> [Problem to solve]
In the listing below, count the lines with "move" and report only the figure.

──────── Data extract

// Entry point for the `cinder` binary.
//
// `run` evaluates one event, `validate` only checks a workflow file, and
// `listen` consumes newline-delimited JSON events from stdin, superseding
// in-flight runs for the same branch.

use anyhow::{Context, Result};
use cinder_common::constants::return_code;
use cinder_common::{
    CacheBackend, Event, EventKind, HostContext, WorkflowDefinition, WorkflowParser,
};
use cinder_orchestrator::{report, Orchestrator, RunOptions, SubmittedRun};
use clap::{Parser, Subcommand, ValueEnum};
use std::path::{Path, PathBuf};
use std::sync::Arc;
use tokio::io::AsyncBufReadExt;
use tokio::task::JoinSet;

#[derive(Parser, Debug)]
#[command(name = "cinder", version, about = "Event-driven CI orchestrator")]
struct Cli {
    /// Root directory for settings, work, cache and logs (default: $CINDER_ROOT or ./.cinder-root)
    #[arg(long, global = true)]
    root: Option<PathBuf>,

    /// Log line format on stderr
    #[arg(long, global = true, value_enum, default_value_t = LogFormat::Text)]
    log_format: LogFormat,

    #[command(subcommand)]
    command: Command,
}

#[derive(Debug, Clone, Copy, ValueEnum)]
enum LogFormat {
    Text,
    Json,
}

#[derive(Subcommand, Debug)]
enum Command {
    /// Run the jobs a single event triggers
    Run(RunArgs),

    /// Parse and validate a workflow file without running anything
    Validate {
        #[arg(long)]
        workflow: PathBuf,
    },

    /// Read events as JSON lines from stdin and run each one
    Listen {
        #[arg(long)]
        workflow: PathBuf,

        /// Checkout copied into every job workspace
        #[arg(long)]
        source: Option<PathBuf>,

        #[arg(long)]
        cache: Option<CacheBackend>,
    },
}

#[derive(clap::Args, Debug)]
struct RunArgs {
    #[arg(long)]
    workflow: PathBuf,

    /// `push` or `pull_request`
    #[arg(long)]
    event: EventKind,

    /// Pushed branch, or the pull request's target branch
    #[arg(long, required_unless_present = "event_path")]
    branch: Option<String>,

    /// Pull request head branch
    #[arg(long)]
    source_branch: Option<String>,

    /// Webhook payload to read the branches from
    #[arg(long)]
    event_path: Option<PathBuf>,

    /// Checkout copied into every job workspace
    #[arg(long)]
    source: Option<PathBuf>,

    /// Only run these jobs (repeatable)
    #[arg(long = "job")]
    jobs: Vec<String>,

    /// Also write the verdict as JSON to this file
    #[arg(long)]
    report: Option<PathBuf>,

    #[arg(long)]
    cache: Option<CacheBackend>,
}

fn main() {
    let cli = Cli::parse();
    init_tracing(cli.log_format);

    let runtime = match tokio::runtime::Builder::new_multi_thread()
        .enable_all()
        .build()
    {
        Ok(runtime) => runtime,
        Err(e) => {
            tracing::error!("Failed to build Tokio runtime: {}", e);
            std::process::exit(return_code::CONFIGURATION_ERROR);
        }
    };

    let exit_code = runtime.block_on(async move { run(cli).await });
    std::process::exit(exit_code);
}

fn init_tracing(format: LogFormat) {
    let filter = tracing_subscriber::EnvFilter::try_from_default_env()
        .unwrap_or_else(|_| tracing_subscriber::EnvFilter::new("info"));
    let builder = tracing_subscriber::fmt()
        .with_env_filter(filter)
        .with_writer(std::io::stderr);
    match format {
        LogFormat::Text => builder.init(),
        LogFormat::Json => builder.json().init(),
    }
}

async fn run(cli: Cli) -> i32 {
    let root = HostContext::resolve_root(cli.root.as_deref());

    match cli.command {
        Command::Validate { workflow } => validate(&workflow),
        Command::Run(args) => match run_once(&root, args).await {
            Ok(code) => code,
            Err(e) => {
                tracing::error!("{:#}", e);
                return_code::CONFIGURATION_ERROR
            }
        },
        Command::Listen {
            workflow,
            source,
            cache,
        } => match listen(&root, &workflow, source, cache).await {
            Ok(code) => code,
            Err(e) => {
                tracing::error!("{:#}", e);
                return_code::CONFIGURATION_ERROR
            }
        },
    }
}

fn validate(path: &Path) -> i32 {
    match WorkflowParser::from_file(path) {
        Ok(workflow) => {
            println!(
                "Workflow '{}' is valid: {} job(s) ({})",
                workflow.name,
                workflow.jobs.len(),
                workflow.job_names().collect::<Vec<_>>().join(", ")
            );
            return_code::SUCCESS
        }
        Err(e) => {
            eprintln!("Invalid workflow '{}': {}", path.display(), e);
            return_code::CONFIGURATION_ERROR
        }
    }
}

/// Host context, workflow and orchestrator for a run or listen session.
/// Ctrl-C or SIGTERM cancels every in-flight run.
fn start(
    root: &Path,
    workflow: &Path,
    cache: Option<CacheBackend>,
) -> Result<(Arc<HostContext>, WorkflowDefinition, Orchestrator)> {
    let workflow = WorkflowParser::from_file(workflow)?;
    let host = HostContext::load(root)
        .with_context(|| format!("Failed to load settings from '{}'", root.display()))?;
    let backend = cache.unwrap_or(host.settings().cache_backend);
    tracing::info!(
        root = %root.display(),
        workflow = %workflow.name,
        cache = %backend,
        "cinder starting"
    );
    let orchestrator = Orchestrator::from_host_context(&host, backend)?;

    let signal_host = host.clone();
    tokio::spawn(async move {
        if tokio::signal::ctrl_c().await.is_ok() {
            signal_host.shutdown("Ctrl-C received");
        }
    });

    #[cfg(unix)]
    {
        let signal_host = host.clone();
        match tokio::signal::unix::signal(tokio::signal::unix::SignalKind::terminate()) {
            Ok(mut sigterm) => {
                tokio::spawn(async move {
                    sigterm.recv().await;
                    signal_host.shutdown("SIGTERM received");
                });
            }
            Err(e) => tracing::warn!("Failed to listen for SIGTERM: {}", e),
        }
    }

    Ok((host, workflow, orchestrator))
}

async fn run_once(root: &Path, args: RunArgs) -> Result<i32> {
    let event = match &args.event_path {
        Some(path) => {
            let payload = std::fs::read_to_string(path)
                .with_context(|| format!("Failed to read event payload '{}'", path.display()))?;
            Event::from_payload(args.event, &payload)
                .with_context(|| format!("Invalid event payload '{}'", path.display()))?
        }
        None => Event::new(
            args.event,
            args.branch.as_deref().unwrap_or_default(),
            args.source_branch.as_deref(),
        ),
    };

    let (host, workflow, orchestrator) = start(root, &args.workflow, args.cache)?;
    let options = RunOptions {
        source: args.source,
        only_jobs: args.jobs,
    };

    let verdict = orchestrator
        .run_workflow(&event, &workflow, &options, host.shutdown_token())
        .await?;

    print!("{}", report::render(&verdict));
    if let Some(path) = &args.report {
        report::write_json(&verdict, path)
            .with_context(|| format!("Failed to write report '{}'", path.display()))?;
    }
    if let Some(reason) = host.shutdown_reason() {
        tracing::warn!("Run interrupted: {}", reason);
    }
    Ok(verdict.exit_code())
}

async fn listen(
    root: &Path,
    workflow: &Path,
    source: Option<PathBuf>,
    cache: Option<CacheBackend>,
) -> Result<i32> {
    let (host, workflow, orchestrator) = start(root, workflow, cache)?;
    let orchestrator = Arc::new(orchestrator);
    let workflow = Arc::new(workflow);
    let options = Arc::new(RunOptions {
        source,
        only_jobs: Vec::new(),
    });

    let mut lines = tokio::io::BufReader::new(tokio::io::stdin()).lines();
    let mut runs = JoinSet::new();
    let mut outcome = ListenOutcome::default();
    let shutdown = host.shutdown_token();
    let mut accepting = true;

    loop {
        tokio::select! {
            line = lines.next_line(), if accepting => {
                let Some(line) = line.context("Failed to read events from stdin")? else {
                    accepting = false;
                    continue;
                };
                let Some(event) = parse_event(&line) else { continue };
                tracing::info!("Received {}", event);

                // Take the ticket here so supersession follows arrival order.
                let ticket = orchestrator.begin(&event, &workflow);
                let orchestrator = orchestrator.clone();
                let workflow = workflow.clone();
                let options = options.clone();
                runs.spawn(async move {
                    orchestrator
                        .run_with_ticket(ticket, &event, &workflow, &options)
                        .await
                });
            }
            _ = shutdown.cancelled(), if accepting => accepting = false,
            Some(joined) = runs.join_next() => {
                outcome.record(joined.context("Run task failed")??);
            }
            else => break,
        }
    }

    let ListenOutcome { failed, cancelled } = outcome;
    let exit_code = if failed {
        return_code::RUN_FAILED
    } else if cancelled {
        return_code::RUN_CANCELLED
    } else {
        return_code::SUCCESS
    };
    Ok(exit_code)
}

fn parse_event(line: &str) -> Option<Event> {
    if line.trim().is_empty() {
        return None;
    }
    match serde_json::from_str::<Event>(line) {
        Ok(event) => Some(Event::new(
            event.kind,
            &event.branch,
            event.source_branch.as_deref(),
        )),
        Err(e) => {
            tracing::warn!("Ignoring malformed event '{}': {}", line, e);
            None
        }
    }
}

/// Exit status folded over the runs of a `listen` session. Superseded runs
/// do not count.
#[derive(Debug, Default, PartialEq, Eq)]
struct ListenOutcome {
    failed: bool,
    cancelled: bool,
}

impl ListenOutcome {
    /// Report a finished run as soon as it completes.
    fn record(&mut self, submitted: SubmittedRun) {
        print!("{}", report::render(&submitted.verdict));
        if submitted.superseded {
            tracing::info!("Run {} was superseded", submitted.verdict.run_id);
            return;
        }
        match submitted.verdict.exit_code() {
            return_code::RUN_FAILED => self.failed = true,
            return_code::RUN_CANCELLED => self.cancelled = true,
            _ => {}
        }
    }
}

#[cfg(test)]
mod tests {
    use super::*;
    use cinder_common::{CacheStatus, JobResult, RunVerdict};
    use std::time::Duration;
    use uuid::Uuid;

    fn submitted(result: JobResult, superseded: bool) -> SubmittedRun {
        SubmittedRun {
            verdict: RunVerdict::from_results(
                Uuid::new_v4(),
                "CI",
                Event::push("master"),
                vec![result],
            ),
            superseded,
        }
    }

    fn aborted(job: &str) -> JobResult {
        JobResult::aborted(job, None, 0, Duration::ZERO, CacheStatus::Disabled)
    }

    #[test]
    fn listen_outcome_ignores_superseded_runs() {
        let mut outcome = ListenOutcome::default();
        outcome.record(submitted(aborted("slow"), true));
        assert_eq!(outcome, ListenOutcome::default());

        outcome.record(submitted(aborted("slow"), false));
        assert!(outcome.cancelled);
        assert!(!outcome.failed);
    }

    #[test]
    fn listen_outcome_records_failures_as_runs_finish() {
        let mut outcome = ListenOutcome::default();
        outcome.record(submitted(JobResult::crashed("fmt", "boom"), false));
        assert!(outcome.failed);
    }

    #[test]
    fn parse_event_skips_blank_and_malformed_lines() {
        assert_eq!(parse_event("   "), None);
        assert_eq!(parse_event("{not json"), None);
        assert_eq!(
            parse_event(r#"{"kind":"push","branch":"refs/heads/master"}"#),
            Some(Event::push("master"))
        );
    }
}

────────────────

> [Exercise output]
4